▶ GOAL OF THE EXERCISE
Every line holding the word "MarkdownRenderer" should be copied from the material.

▶ RECORDS SUPPLIED
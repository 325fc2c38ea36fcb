//! Article loader - loads articles from the content directory

use anyhow::Result;
use chrono::Local;
use std::fs;
use std::path::Path;
use walkdir::WalkDir;

use super::{Article, ArticleSummary, FrontMatter, MarkdownRenderer};
use crate::helpers::reading_time;
use crate::Site;

/// Loads articles from the site's articles directory
pub struct ArticleLoader<'a> {
    site: &'a Site,
    renderer: MarkdownRenderer,
}

impl<'a> ArticleLoader<'a> {
    /// Create a new article loader
    pub fn new(site: &'a Site) -> Self {
        let renderer = MarkdownRenderer::with_options(
            &site.config.highlight.theme,
            site.config.highlight.line_number,
        );
        Self { site, renderer }
    }

    /// Load all articles, newest first.
    ///
    /// Unpublished articles are dropped unless draft rendering is enabled;
    /// files that fail to parse are logged and skipped, so a bad article
    /// never takes the whole build down.
    pub fn load_articles(&self) -> Result<Vec<Article>> {
        let articles_dir = self.site.articles_dir();
        if !articles_dir.exists() {
            return Ok(Vec::new());
        }

        let mut articles = Vec::new();

        for entry in WalkDir::new(&articles_dir)
            .follow_links(true)
            .into_iter()
            .filter_map(|e| e.ok())
        {
            let path = entry.path();
            if path.is_file() && is_markdown_file(path) {
                match self.load_article(path) {
                    Ok(article) => {
                        if article.published || self.site.config.render_drafts {
                            articles.push(article);
                        }
                    }
                    Err(e) => {
                        tracing::warn!("Failed to load article {:?}: {}", path, e);
                    }
                }
            }
        }

        // Newest first
        articles.sort_by(|a, b| b.date.cmp(&a.date));

        Ok(articles)
    }

    /// Resolve a single article by slug
    pub fn load_by_slug(&self, slug: &str) -> Result<Option<Article>> {
        let articles = self.load_articles()?;
        Ok(articles.into_iter().find(|a| a.slug == slug))
    }

    /// Load a single article from a file
    fn load_article(&self, path: &Path) -> Result<Article> {
        let content = fs::read_to_string(path)?;
        let (fm, body) = FrontMatter::parse(&content)?;

        let metadata = fs::metadata(path)?;
        let file_modified = metadata
            .modified()
            .ok()
            .map(chrono::DateTime::<Local>::from);

        let date = fm
            .parse_date()
            .unwrap_or_else(|| file_modified.unwrap_or_else(Local::now));
        let updated = fm.parse_updated().or(file_modified);

        // The slug is the file name, which also names the URL; titles can
        // change without breaking links
        let slug = path
            .file_stem()
            .and_then(|s| s.to_str())
            .unwrap_or("untitled")
            .to_string();

        let title = fm.title.clone().unwrap_or_else(|| slug.clone());

        let source = path
            .strip_prefix(self.site.articles_dir())
            .unwrap_or(path)
            .to_string_lossy()
            .to_string();

        let article_path = self.article_path(&slug);
        let permalink = format!(
            "{}{}",
            self.site.config.url.trim_end_matches('/'),
            article_path
        );

        let content_html = self.renderer.render(body)?;
        let minutes = reading_time(body, self.site.config.words_per_minute);
        let authors = fm.author_ids();

        Ok(Article {
            slug,
            title,
            description: fm.description,
            date,
            updated,
            authors,
            author_url: fm.author_url,
            tags: fm.tags,
            thumb: fm.thumb,
            image: fm.image,
            video: fm.video,
            toc_depth: fm.toc_depth,
            raw: body.to_string(),
            content: content_html,
            source,
            full_source: path.to_path_buf(),
            path: article_path,
            permalink,
            published: fm.published,
            reading_time: minutes,
            extra: fm.extra,
        })
    }

    /// URL path for an article (`<root><blog_root>/<slug>/`)
    fn article_path(&self, slug: &str) -> String {
        format!(
            "{}{}/{}/",
            self.site.config.root,
            self.site.config.blog_root.trim_matches('/'),
            slug
        )
    }
}

/// Sorted-articles provider: newest-first summaries, optionally filtered by
/// tag overlap and capped at `limit`.
pub fn sorted_summaries(
    articles: &[Article],
    tags: Option<&[String]>,
    limit: Option<usize>,
) -> Vec<ArticleSummary> {
    articles
        .iter()
        .filter(|a| match tags {
            Some(tags) => a.tags.iter().any(|t| tags.contains(t)),
            None => true,
        })
        .take(limit.unwrap_or(usize::MAX))
        .map(|a| a.summary())
        .collect()
}

/// Check if a file is a markdown file
fn is_markdown_file(path: &Path) -> bool {
    path.extension()
        .and_then(|e| e.to_str())
        .map(|e| e == "md" || e == "markdown" || e == "mdx")
        .unwrap_or(false)
}

#[cfg(test)]
mod tests {
    use super::*;
    use crate::config::SiteConfig;
    use std::path::PathBuf;

    fn temp_site(dir: &Path) -> Site {
        let config = SiteConfig {
            url: "https://acme.dev".to_string(),
            ..Default::default()
        };
        Site {
            content_dir: dir.join(&config.content_dir),
            public_dir: dir.join(&config.public_dir),
            base_dir: dir.to_path_buf(),
            config,
        }
    }

    fn write_article(site: &Site, name: &str, body: &str) -> PathBuf {
        let dir = site.articles_dir();
        fs::create_dir_all(&dir).unwrap();
        let path = dir.join(name);
        fs::write(&path, body).unwrap();
        path
    }

    #[test]
    fn test_load_and_sort() {
        let tmp = tempfile::tempdir().unwrap();
        let site = temp_site(tmp.path());

        write_article(
            &site,
            "older-post.md",
            "---\ntitle: Older\ndate: 2024-01-01\n---\nBody.\n",
        );
        write_article(
            &site,
            "newer-post.md",
            "---\ntitle: Newer\ndate: 2024-02-01\n---\nBody.\n",
        );

        let loader = ArticleLoader::new(&site);
        let articles = loader.load_articles().unwrap();

        assert_eq!(articles.len(), 2);
        assert_eq!(articles[0].slug, "newer-post");
        assert_eq!(articles[1].slug, "older-post");
        assert_eq!(articles[0].path, "/blog/newer-post/");
        assert_eq!(
            articles[0].permalink,
            "https://acme.dev/blog/newer-post/"
        );
    }

    #[test]
    fn test_author_ids_carried_onto_article() {
        let tmp = tempfile::tempdir().unwrap();
        let site = temp_site(tmp.path());

        write_article(
            &site,
            "pair.md",
            "---\ntitle: Pairing\nauthor: jane, john\n---\nBody.\n",
        );

        let loader = ArticleLoader::new(&site);
        let articles = loader.load_articles().unwrap();
        assert_eq!(articles[0].authors, vec!["jane", "john"]);
    }

    #[test]
    fn test_unpublished_excluded() {
        let tmp = tempfile::tempdir().unwrap();
        let site = temp_site(tmp.path());

        write_article(
            &site,
            "draft.md",
            "---\ntitle: Draft\npublished: false\n---\nBody.\n",
        );
        write_article(&site, "live.md", "---\ntitle: Live\n---\nBody.\n");

        let loader = ArticleLoader::new(&site);
        let articles = loader.load_articles().unwrap();
        assert_eq!(articles.len(), 1);
        assert_eq!(articles[0].slug, "live");
    }

    #[test]
    fn test_load_by_slug() {
        let tmp = tempfile::tempdir().unwrap();
        let site = temp_site(tmp.path());

        write_article(&site, "hello.md", "---\ntitle: Hello\n---\nBody.\n");

        let loader = ArticleLoader::new(&site);
        let found = loader.load_by_slug("hello").unwrap();
        assert_eq!(found.unwrap().title, "Hello");

        let missing = loader.load_by_slug("nope").unwrap();
        assert!(missing.is_none());
    }

    #[test]
    fn test_sorted_summaries_tag_filter_and_limit() {
        let tmp = tempfile::tempdir().unwrap();
        let site = temp_site(tmp.path());

        write_article(
            &site,
            "a.md",
            "---\ntitle: A\ndate: 2024-03-03\ntags: [db]\n---\nBody.\n",
        );
        write_article(
            &site,
            "b.md",
            "---\ntitle: B\ndate: 2024-03-02\ntags: [db, auth]\n---\nBody.\n",
        );
        write_article(
            &site,
            "c.md",
            "---\ntitle: C\ndate: 2024-03-01\ntags: [auth]\n---\nBody.\n",
        );

        let loader = ArticleLoader::new(&site);
        let articles = loader.load_articles().unwrap();

        let all = sorted_summaries(&articles, None, None);
        assert_eq!(all.len(), 3);
        assert_eq!(all[0].slug, "a");

        let db = sorted_summaries(&articles, Some(&["db".to_string()]), None);
        assert_eq!(db.len(), 2);

        let capped = sorted_summaries(&articles, None, Some(2));
        assert_eq!(capped.len(), 2);
    }
}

▶ RESPONSE TO THIS EXERCISE
use super::{Article, ArticleSummary, FrontMatter, MarkdownRenderer};
    renderer: MarkdownRenderer,
        let renderer = MarkdownRenderer::with_options(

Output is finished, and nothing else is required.